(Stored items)
□ □ □ □

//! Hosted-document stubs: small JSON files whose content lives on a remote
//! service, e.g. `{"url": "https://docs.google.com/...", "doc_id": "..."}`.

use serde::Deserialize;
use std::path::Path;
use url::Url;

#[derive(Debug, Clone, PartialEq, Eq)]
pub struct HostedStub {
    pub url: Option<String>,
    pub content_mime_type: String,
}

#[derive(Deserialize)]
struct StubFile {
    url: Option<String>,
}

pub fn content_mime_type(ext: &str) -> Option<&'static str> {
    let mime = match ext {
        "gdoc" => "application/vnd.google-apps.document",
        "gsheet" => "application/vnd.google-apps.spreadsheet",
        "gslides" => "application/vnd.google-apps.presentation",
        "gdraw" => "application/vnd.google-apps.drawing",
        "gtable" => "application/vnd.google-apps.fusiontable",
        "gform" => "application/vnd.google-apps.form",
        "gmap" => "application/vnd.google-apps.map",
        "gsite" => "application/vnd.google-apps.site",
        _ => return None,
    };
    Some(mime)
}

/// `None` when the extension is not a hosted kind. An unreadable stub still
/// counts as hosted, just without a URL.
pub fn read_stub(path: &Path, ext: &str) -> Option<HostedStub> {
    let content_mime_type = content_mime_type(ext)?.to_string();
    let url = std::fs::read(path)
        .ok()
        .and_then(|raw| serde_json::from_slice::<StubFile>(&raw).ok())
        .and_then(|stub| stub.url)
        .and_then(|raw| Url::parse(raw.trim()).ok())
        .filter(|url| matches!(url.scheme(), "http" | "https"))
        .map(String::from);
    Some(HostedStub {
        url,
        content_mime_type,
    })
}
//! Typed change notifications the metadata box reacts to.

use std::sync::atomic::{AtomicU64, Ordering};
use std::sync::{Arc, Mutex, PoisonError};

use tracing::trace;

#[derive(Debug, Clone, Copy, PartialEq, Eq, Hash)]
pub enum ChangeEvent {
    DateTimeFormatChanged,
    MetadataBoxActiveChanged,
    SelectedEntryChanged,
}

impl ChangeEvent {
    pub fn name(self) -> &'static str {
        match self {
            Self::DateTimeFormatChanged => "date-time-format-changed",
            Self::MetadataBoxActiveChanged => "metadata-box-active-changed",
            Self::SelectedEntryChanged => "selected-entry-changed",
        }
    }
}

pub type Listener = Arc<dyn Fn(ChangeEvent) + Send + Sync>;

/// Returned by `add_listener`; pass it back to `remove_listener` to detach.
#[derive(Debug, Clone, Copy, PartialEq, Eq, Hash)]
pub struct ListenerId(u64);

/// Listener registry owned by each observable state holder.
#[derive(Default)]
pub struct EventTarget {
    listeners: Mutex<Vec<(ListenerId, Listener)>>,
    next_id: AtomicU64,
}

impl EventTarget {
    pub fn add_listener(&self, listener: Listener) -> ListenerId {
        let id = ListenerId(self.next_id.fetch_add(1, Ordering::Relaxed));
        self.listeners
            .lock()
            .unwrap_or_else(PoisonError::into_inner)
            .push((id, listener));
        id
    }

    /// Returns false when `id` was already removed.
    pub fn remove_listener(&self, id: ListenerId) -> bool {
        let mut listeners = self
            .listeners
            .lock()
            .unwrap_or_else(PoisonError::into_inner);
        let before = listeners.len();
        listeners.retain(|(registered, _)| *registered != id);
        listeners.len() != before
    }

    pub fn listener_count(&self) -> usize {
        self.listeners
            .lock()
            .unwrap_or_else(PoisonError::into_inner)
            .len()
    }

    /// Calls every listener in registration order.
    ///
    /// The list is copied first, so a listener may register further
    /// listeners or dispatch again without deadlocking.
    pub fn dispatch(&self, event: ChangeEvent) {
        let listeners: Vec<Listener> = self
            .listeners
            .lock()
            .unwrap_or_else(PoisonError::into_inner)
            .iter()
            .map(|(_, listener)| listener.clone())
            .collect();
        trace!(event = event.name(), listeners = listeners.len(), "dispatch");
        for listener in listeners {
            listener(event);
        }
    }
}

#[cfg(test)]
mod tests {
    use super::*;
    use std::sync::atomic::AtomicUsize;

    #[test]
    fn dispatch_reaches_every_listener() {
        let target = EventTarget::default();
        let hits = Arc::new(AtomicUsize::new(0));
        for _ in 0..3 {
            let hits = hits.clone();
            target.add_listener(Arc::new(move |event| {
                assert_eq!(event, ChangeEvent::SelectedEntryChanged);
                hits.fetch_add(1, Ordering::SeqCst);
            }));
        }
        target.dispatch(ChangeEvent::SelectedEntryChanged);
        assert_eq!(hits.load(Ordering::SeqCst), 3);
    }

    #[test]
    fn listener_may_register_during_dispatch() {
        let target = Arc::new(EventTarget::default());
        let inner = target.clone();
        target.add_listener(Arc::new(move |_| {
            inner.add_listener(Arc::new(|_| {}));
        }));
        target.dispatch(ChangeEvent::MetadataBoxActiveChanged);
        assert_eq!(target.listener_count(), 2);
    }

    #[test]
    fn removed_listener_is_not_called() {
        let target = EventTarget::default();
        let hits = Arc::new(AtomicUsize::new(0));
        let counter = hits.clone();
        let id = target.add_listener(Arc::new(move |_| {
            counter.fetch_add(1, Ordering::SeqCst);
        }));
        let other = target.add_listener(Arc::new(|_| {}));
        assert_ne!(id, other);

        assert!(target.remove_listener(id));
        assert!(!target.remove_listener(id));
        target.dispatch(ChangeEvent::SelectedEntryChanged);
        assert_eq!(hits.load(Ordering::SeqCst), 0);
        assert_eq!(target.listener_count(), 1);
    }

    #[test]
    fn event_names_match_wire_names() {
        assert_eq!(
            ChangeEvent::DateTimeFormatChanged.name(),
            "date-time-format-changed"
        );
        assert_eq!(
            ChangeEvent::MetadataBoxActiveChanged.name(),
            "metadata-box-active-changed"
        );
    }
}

□ □ □ □

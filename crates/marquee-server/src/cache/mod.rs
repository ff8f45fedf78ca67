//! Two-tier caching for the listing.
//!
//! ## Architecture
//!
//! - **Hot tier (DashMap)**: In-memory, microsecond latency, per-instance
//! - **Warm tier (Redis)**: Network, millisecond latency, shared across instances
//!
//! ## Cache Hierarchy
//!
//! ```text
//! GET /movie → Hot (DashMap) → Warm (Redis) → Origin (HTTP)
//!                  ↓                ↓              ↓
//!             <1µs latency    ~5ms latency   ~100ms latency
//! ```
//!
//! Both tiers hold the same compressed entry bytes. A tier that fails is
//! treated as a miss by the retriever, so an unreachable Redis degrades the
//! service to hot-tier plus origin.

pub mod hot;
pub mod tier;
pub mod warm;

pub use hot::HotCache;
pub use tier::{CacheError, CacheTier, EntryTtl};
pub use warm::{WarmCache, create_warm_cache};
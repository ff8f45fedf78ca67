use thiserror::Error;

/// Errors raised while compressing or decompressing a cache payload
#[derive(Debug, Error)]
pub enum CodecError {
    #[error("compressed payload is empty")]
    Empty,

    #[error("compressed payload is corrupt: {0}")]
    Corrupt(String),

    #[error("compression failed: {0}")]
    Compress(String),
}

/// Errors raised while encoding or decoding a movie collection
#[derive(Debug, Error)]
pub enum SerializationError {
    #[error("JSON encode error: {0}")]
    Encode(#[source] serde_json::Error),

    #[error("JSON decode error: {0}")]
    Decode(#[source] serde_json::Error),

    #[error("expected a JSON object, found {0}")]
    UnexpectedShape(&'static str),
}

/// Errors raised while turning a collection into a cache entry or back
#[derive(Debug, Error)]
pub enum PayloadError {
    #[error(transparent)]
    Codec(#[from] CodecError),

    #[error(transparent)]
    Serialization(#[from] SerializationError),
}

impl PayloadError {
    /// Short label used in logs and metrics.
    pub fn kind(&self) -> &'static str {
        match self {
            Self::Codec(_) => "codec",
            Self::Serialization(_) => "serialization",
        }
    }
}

□ □ □ □

§ **BRIEF**:
Pull from the data each line where the string "application" turns up.

§ **RESPONSE BOX**:
        "gdoc" => "application/vnd.google-apps.document",
        "gsheet" => "application/vnd.google-apps.spreadsheet",
        "gslides" => "application/vnd.google-apps.presentation",
        "gdraw" => "application/vnd.google-apps.drawing",
        "gtable" => "application/vnd.google-apps.fusiontable",
        "gform" => "application/vnd.google-apps.form",
        "gmap" => "application/vnd.google-apps.map",
        "gsite" => "application/vnd.google-apps.site",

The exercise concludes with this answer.